So my current bf is not so physically attractive but that’s okay… I didn’t go for his looks when I started loving him. It’s been 3 years of our relationship. But the thing is I am getting this weird feeling.
It’s my side of story idk how he will describe me. I was toxic according to me earlier but I changed a lot. He didn’t change a bit. I was become toxic because of his one such behaviour I can’t resist getting furious on him. I already said that I won’t share such things but he thinks it’s important. Ik it’s important but why tf were you forcing me. I want to be comfortable first with you. He did this in 1st and 2nd year of our relationship. Still do this
And things kept on adding more and more.
But I changed a lot for him and he didn’t. Ik he changes the day after I leave him then again the cycle kept on repeating. I am not able to leave himmmmmm mannnn… I would have left him very early instead of being toxic but I just can’t…

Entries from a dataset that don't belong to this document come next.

/// Run every relocation of every live module for `instances` device
/// instances, then commit the deferred batch.
///
/// Modules are walked in table (trace declaration) order and each module's
/// relocations in their declaration order, so the pass is deterministic. The
/// first error aborts the pass with the batch uncommitted; there is no
/// partial application.
pub fn relocate_all(
    table: &mut ModuleTable,
    query: &dyn ResourceQuery,
    instances: usize,
) -> RelocResult<RelocPassReport> {
    let mut batch = RelocBatch::new();
    let mut report = RelocPassReport::default();

    let ids: Vec<ModuleId> = table.ids().collect();
    debug!(modules = ids.len(), instances, "relocation pass start");

    for id in ids {
        let relocs = match table.get(id) {
            Some(module) => module.relocs().to_vec(),
            None => continue,
        };
        for reloc in &relocs {
            for instance in 0..instances {
                match patch(table, id, reloc, instance, &mut batch, query)? {
                    WriteOutcome::Written => report.written += 1,
                    WriteOutcome::Deferred => report.deferred += 1,
                    WriteOutcome::SkippedFrozen => report.skipped_frozen += 1,
                }
            }
        }
    }

    report.words_committed = batch.commit(table)?;
    debug!(?report, "relocation pass done");
    Ok(report)
}

/// Apply one relocation for one device instance.
///
/// The shared skeleton: check the frozen set, read the raw bits, resolve the
/// kind-specific new value, mask-combine, then write in place (or record
/// into `batch` when the owning module is a shared command stream replayed on
/// more than one instance).
pub fn patch(
    table: &mut ModuleTable,
    owner: ModuleId,
    reloc: &Reloc,
    instance: usize,
    batch: &mut RelocBatch,
    query: &dyn ResourceQuery,
) -> RelocResult<WriteOutcome> {
    let owner_mod = table
        .get(owner)
        .ok_or(RelocError::SourceReleased { module: owner.index() })?;
    if owner_mod.is_frozen(reloc.offset) {
        return Ok(WriteOutcome::SkippedFrozen);
    }
    let deferred =
        owner_mod.kind().is_shared_stream() && owner_mod.cache().instance_count() > 1;

    match &reloc.kind {
        RelocKind::Addr40 { .. } | RelocKind::Size64 { .. } | RelocKind::Addr64Signed { .. } => {
            patch_wide(table, owner, reloc, instance, batch, deferred)
        }
        RelocKind::ZcullStorage { .. } => {
            patch_zcull(table, owner, reloc, instance, batch, deferred)
        }
        _ => patch_narrow(table, owner, reloc, instance, batch, query, deferred),
    }
}

fn patch_narrow(
    table: &mut ModuleTable,
    owner: ModuleId,
    reloc: &Reloc,
    instance: usize,
    batch: &mut RelocBatch,
    query: &dyn ResourceQuery,
    deferred: bool,
) -> RelocResult<WriteOutcome> {
    // The type-tag kind patches the word after its declared offset. This is
    // a preserved compatibility quirk; no other kind may adopt it.
    let write_offset = match reloc.kind {
        RelocKind::TypeTag => reloc.offset.saturating_add(4),
        _ => reloc.offset,
    };

    let old = table
        .get(owner)
        .ok_or(RelocError::SourceReleased { module: owner.index() })?
        .cache()
        .read_u32_le(instance, write_offset)?;

    let new = resolve_narrow(table, owner, reloc, instance, old, query)?;
    let combined = combine32(old, new as u32, reloc.mask as u32, reloc.combine);
    write_word(table, batch, owner, instance, write_offset, combined, deferred)
}

fn patch_wide(
    table: &mut ModuleTable,
    owner: ModuleId,
    reloc: &Reloc,
    instance: usize,
    batch: &mut RelocBatch,
    deferred: bool,
) -> RelocResult<WriteOutcome> {
    let pair = reloc
        .kind
        .pair_offset()
        .expect("wide kind carries a pair offset");
    let (lo_offset, hi_offset) = if reloc.kind.pair_swapped() {
        (reloc.offset, pair)
    } else {
        (pair, reloc.offset)
    };

    let cache = table
        .get(owner)
        .ok_or(RelocError::SourceReleased { module: owner.index() })?
        .cache();
    let lo = cache.read_u32_le(instance, lo_offset)?;
    let hi = cache.read_u32_le(instance, hi_offset)?;
    let old = u64::from(hi) << 32 | u64::from(lo);

    let new = match &reloc.kind {
        RelocKind::Addr40 { .. } => {
            source_addr(table, owner, reloc, instance)? & 0xFF_FFFF_FFFF
        }
        RelocKind::Size64 { .. } => {
            let src = source_module(table, owner, reloc)?;
            module(table, src)?.alloc(instance)?.size
        }
        RelocKind::Addr64Signed { sign_bit, .. } => {
            sign_extend(source_addr(table, owner, reloc, instance)?, *sign_bit)
        }
        _ => unreachable!("patch_wide only sees wide kinds"),
    };

    let combined = combine64(old, new, reloc.mask, reloc.combine);
    let lo_out = write_word(
        table,
        batch,
        owner,
        instance,
        lo_offset,
        combined as u32,
        deferred,
    )?;
    let hi_out = write_word(
        table,
        batch,
        owner,
        instance,
        hi_offset,
        (combined >> 32) as u32,
        deferred,
    )?;
    Ok(merge_outcomes(lo_out, hi_out))
}
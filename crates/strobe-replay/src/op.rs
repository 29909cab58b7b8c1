use std::time::Duration;

use strobe_trace::ModuleId;

/// Monotonically increasing operation identifier, assigned in sequence order.
#[derive(Clone, Copy, Debug, PartialEq, Eq, PartialOrd, Ord, Hash)]
pub struct OpId(pub u32);

impl OpId {
    pub fn index(self) -> usize {
        self.0 as usize
    }
}

impl std::fmt::Display for OpId {
    fn fmt(&self, f: &mut std::fmt::Formatter<'_>) -> std::fmt::Result {
        write!(f, "#{}", self.0)
    }
}

/// Lifecycle of one operation. Transitions once:
/// `NotRun → Running → Done`, or `NotRun → Skipped` when a dependency did not
/// complete successfully.
#[derive(Clone, Copy, Debug, Default, PartialEq, Eq)]
pub enum OpStatus {
    #[default]
    NotRun,
    Running,
    Done,
    Skipped,
}

/// How a completed operation ended.
#[derive(Clone, Copy, Debug, PartialEq, Eq)]
pub enum OpOutcome {
    Completed,
    /// A wait operation hit its timeout. Distinguished from structural
    /// failures: the hardware never reached the expected state, but the
    /// trace itself is sound and independent operations keep running.
    TimedOut,
}

/// Polling bounds for wait operations.
#[derive(Clone, Copy, Debug, PartialEq, Eq)]
pub struct WaitParams {
    pub timeout: Duration,
    pub poll_interval: Duration,
}

impl Default for WaitParams {
    fn default() -> Self {
        Self {
            timeout: Duration::from_secs(5),
            poll_interval: Duration::from_millis(1),
        }
    }
}

impl WaitParams {
    /// Single-shot check: the condition is sampled once and a miss reports a
    /// timeout immediately.
    pub fn immediate() -> Self {
        Self {
            timeout: Duration::ZERO,
            poll_interval: Duration::ZERO,
        }
    }
}

/// One step of trace replay.
#[derive(Clone, Debug)]
pub enum OpKind {
    /// Send a contiguous byte range of a module's current content to the
    /// channel, on every device instance. A recorded range may be replayed
    /// as several disjoint segments to interleave with other operations.
    SendBytes {
        module: ModuleId,
        offset: u64,
        len: u64,
    },
    /// Append a queue-entry reference (device address + size) to a range that
    /// was already sent, without resending the bytes.
    SendQueueEntry {
        module: ModuleId,
        offset: u64,
        len: u64,
    },
    /// Poll one instance's channel until it drains or the timeout elapses.
    WaitIdle { instance: usize, params: WaitParams },
    /// Poll a channel-visible word until `(value & mask) == expected`.
    WaitValue {
        instance: usize,
        addr: u64,
        mask: u32,
        expected: u32,
        params: WaitParams,
    },
    /// Overwrite a byte range of a module's content with new bytes and
    /// re-download the range on every instance.
    UpdateFile {
        module: ModuleId,
        offset: u64,
        bytes: Vec<u8>,
    },
    /// Apply one of a module's relocations for a single device instance.
    /// Used when the value cannot be known until a prior operation has run.
    ApplyReloc {
        module: ModuleId,
        index: usize,
        instance: usize,
    },
}

/// An operation plus its sequencing state.
#[derive(Clone, Debug)]
pub struct Operation {
    pub(crate) id: OpId,
    pub(crate) kind: OpKind,
    pub(crate) deps: Vec<OpId>,
    pub(crate) status: OpStatus,
    pub(crate) outcome: Option<OpOutcome>,
}

impl Operation {
    pub fn id(&self) -> OpId {
        self.id
    }

    pub fn kind(&self) -> &OpKind {
        &self.kind
    }

    pub fn deps(&self) -> &[OpId] {
        &self.deps
    }

    pub fn status(&self) -> OpStatus {
        self.status
    }

    pub fn outcome(&self) -> Option<OpOutcome> {
        self.outcome
    }
}
impl TraceDesc {
    pub fn new() -> Self {
        Self::default()
    }

    pub fn push_module(&mut self, decl: ModuleDecl) -> &mut Self {
        self.modules.push(decl);
        self
    }

    pub fn push_reloc(&mut self, decl: RelocDecl) -> &mut Self {
        self.relocs.push(decl);
        self
    }

    /// Cross-validate the declaration graph.
    ///
    /// Rejects: duplicate module names, relocations naming unknown targets or
    /// sources, target offsets outside the declared module size, empty or
    /// over-wide masks, and two relocations claiming the same word of a
    /// shared command stream (those go through the deferred-write map, where
    /// a second writer is a programming error, so catch it before replay).
    pub fn validate(&self) -> Result<(), DescError> {
        let mut sizes: HashMap<&str, u64> = HashMap::new();
        let mut kinds: HashSet<ContentKind> = HashSet::new();
        let mut stream_names: HashSet<&str> = HashSet::new();
        for decl in &self.modules {
            if sizes.insert(decl.name.as_str(), decl.size).is_some() {
                return Err(DescError::DuplicateModuleName(decl.name.clone()));
            }
            kinds.insert(decl.kind);
            if decl.kind.is_shared_stream() {
                stream_names.insert(decl.name.as_str());
            }
        }

        // (module, offset, peer) -> first declaring reloc index
        let mut stream_writers: HashMap<(&str, u64, Option<usize>), usize> = HashMap::new();

        for (index, decl) in self.relocs.iter().enumerate() {
            let Some(&target_size) = sizes.get(decl.target.as_str()) else {
                return Err(DescError::UnknownTargetModule {
                    reloc: index,
                    name: decl.target.clone(),
                });
            };

            match &decl.source {
                SourceDecl::Named(name) => {
                    if !sizes.contains_key(name.as_str()) {
                        return Err(DescError::UnknownSourceModule {
                            reloc: index,
                            name: name.clone(),
                        });
                    }
                }
                SourceDecl::Kind(kind) => {
                    if !kinds.contains(kind) {
                        return Err(DescError::NoModuleOfKind {
                            reloc: index,
                            kind: *kind,
                        });
                    }
                }
                SourceDecl::Literal(_) | SourceDecl::SelfModule => {}
            }

            if decl.mask == 0 {
                return Err(DescError::ZeroMask { reloc: index });
            }

            let reloc = decl.as_reloc(RelocSource::SelfModule);
            if !reloc.kind.is_wide() && decl.mask > u64::from(u32::MAX) {
                return Err(DescError::MaskTooWide {
                    reloc: index,
                    mask: decl.mask,
                });
            }

            for offset in reloc.written_offsets() {
                let end = offset.checked_add(4);
                if end.is_none() || end.unwrap() > target_size {
                    return Err(DescError::OffsetOutOfRange {
                        reloc: index,
                        module: decl.target.clone(),
                        offset,
                        size: target_size,
                    });
                }

                if stream_names.contains(decl.target.as_str()) {
                    let key = (decl.target.as_str(), offset, decl.peer);
                    if let Some(&first) = stream_writers.get(&key) {
                        return Err(DescError::DuplicateStreamWriter {
                            module: decl.target.clone(),
                            offset,
                            first,
                            second: index,
                        });
                    }
                    stream_writers.insert(key, index);
                }
            }
        }

        Ok(())
    }

    /// Validate, then build the live module table for `instances` device
    /// instances: create each module, populate its surface cache from the
    /// recorded content, and attach relocations to their owning modules in
    /// declaration order.
    pub fn build(&self, instances: usize) -> Result<ModuleTable, DescError> {
        self.validate()?;

        let mut table = ModuleTable::new();
        for decl in &self.modules {
            let mut module = TraceModule::new(&decl.name, decl.kind, decl.size, instances)
                .with_protection(decl.protection)
                .with_location(decl.location)
                .with_address_space(decl.address_space)
                .with_base_offset(decl.base_offset);
            if let Some(surface) = decl.surface {
                module = module.with_surface(surface);
            }
            let content = if decl.content.is_empty() {
                vec![0u8; decl.size as usize]
            } else {
                decl.content.clone()
            };
            module.cache_mut().fill(content);
            table.insert(module)?;
        }

        for decl in &self.relocs {
            let source = match &decl.source {
                // Presence was checked by validate(); by_name cannot miss.
                SourceDecl::Named(name) => RelocSource::Module(
                    table
                        .by_name(name)
                        .expect("validated source module present"),
                ),
                SourceDecl::Kind(kind) => RelocSource::Kind(*kind),
                SourceDecl::Literal(value) => RelocSource::Literal(*value),
                SourceDecl::SelfModule => RelocSource::SelfModule,
            };
            let target = table
                .by_name(&decl.target)
                .expect("validated target module present");
            let reloc = decl.as_reloc(source);
            table.get_mut(target).expect("live module").push_reloc(reloc);
        }

        Ok(table)
    }
}
use thiserror::Error;

#[derive(Debug, Clone, Error, PartialEq, Eq)]
pub enum ChannelError {
    #[error("channel for device instance {instance} is closed")]
    Closed { instance: usize },

    #[error("channel rejected submission on instance {instance}: {reason}")]
    Rejected { instance: usize, reason: String },

    #[error("channel-visible address 0x{addr:x} is not mapped on instance {instance}")]
    BadAddress { instance: usize, addr: u64 },
}

/// Per-device-instance submission path for trace playback.
///
/// One implementation fronts every participating device instance; each method
/// names the instance it acts on. All calls are synchronous; completion is
/// observed by polling [`Channel::is_idle`] or a channel-visible word via
/// [`Channel::read_u32`].
pub trait Channel {
    /// Submit a byte range of module content for execution.
    fn submit(&mut self, instance: usize, bytes: &[u8]) -> Result<(), ChannelError>;

    /// Append a queue entry referencing bytes already resident on the device,
    /// without resending them.
    fn queue_entry(&mut self, instance: usize, addr: u64, size: u64) -> Result<(), ChannelError>;

    /// Copy module content into device memory at `addr`.
    fn download(&mut self, instance: usize, addr: u64, bytes: &[u8]) -> Result<(), ChannelError>;

    /// Whether all previously submitted work on `instance` has completed.
    fn is_idle(&mut self, instance: usize) -> bool;

    /// Read one channel-visible 32-bit word (value-compare polls).
    fn read_u32(&mut self, instance: usize, addr: u64) -> Result<u32, ChannelError>;
}
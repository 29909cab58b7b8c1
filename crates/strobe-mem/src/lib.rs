//! Per-device-instance surface storage for trace playback.
//!
//! A recorded trace names each sub-buffer once, but playback may fan the same
//! content out to several device instances (multi-GPU peer-to-peer replays).
//! [`SurfaceCache`] keeps one logical buffer per instance while sharing
//! physical storage until an instance actually diverges: filling the cache
//! stores a single reference-counted copy, and the first instance-local write
//! clones storage for that instance only.

#![forbid(unsafe_code)]

mod surface;

pub use surface::{SurfaceCache, SurfaceError, SurfaceResult};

The problem is I am getting unrealistic expectations looking at social apps and people around me or listening to my friends that I am settling for less. Idk about that bruh whether I am settling for less but I lowered my expectations for him. My first ex was way way wayyyyyyy more better than my current one. But idk now he is with someone else nor i am going to him anyway(we brokeup cuz her brother and mom get to know about us, and they treat me like their sister or idk, his father is very friendly tho but maa hi ajeeb hai uski, khair maa to maa hai) that relationship ended in class 11th and met my current one in June 2019(I was in 12th). I only fell for him cuz of his voice but okay tho… I just want to be treated like the way he treated me… He never understands me… Even my love language is samee… He used to share memes(not the cringe rvcj one) and I do tye same with my current and he just don’t give a f… Idk man it hurts looking at people getting more than they expected and here I am lowering my expectations for him… That wasn’t even unrealistic… Kept on replying with okay acha n all but can’t understand what I mean behind everything I share…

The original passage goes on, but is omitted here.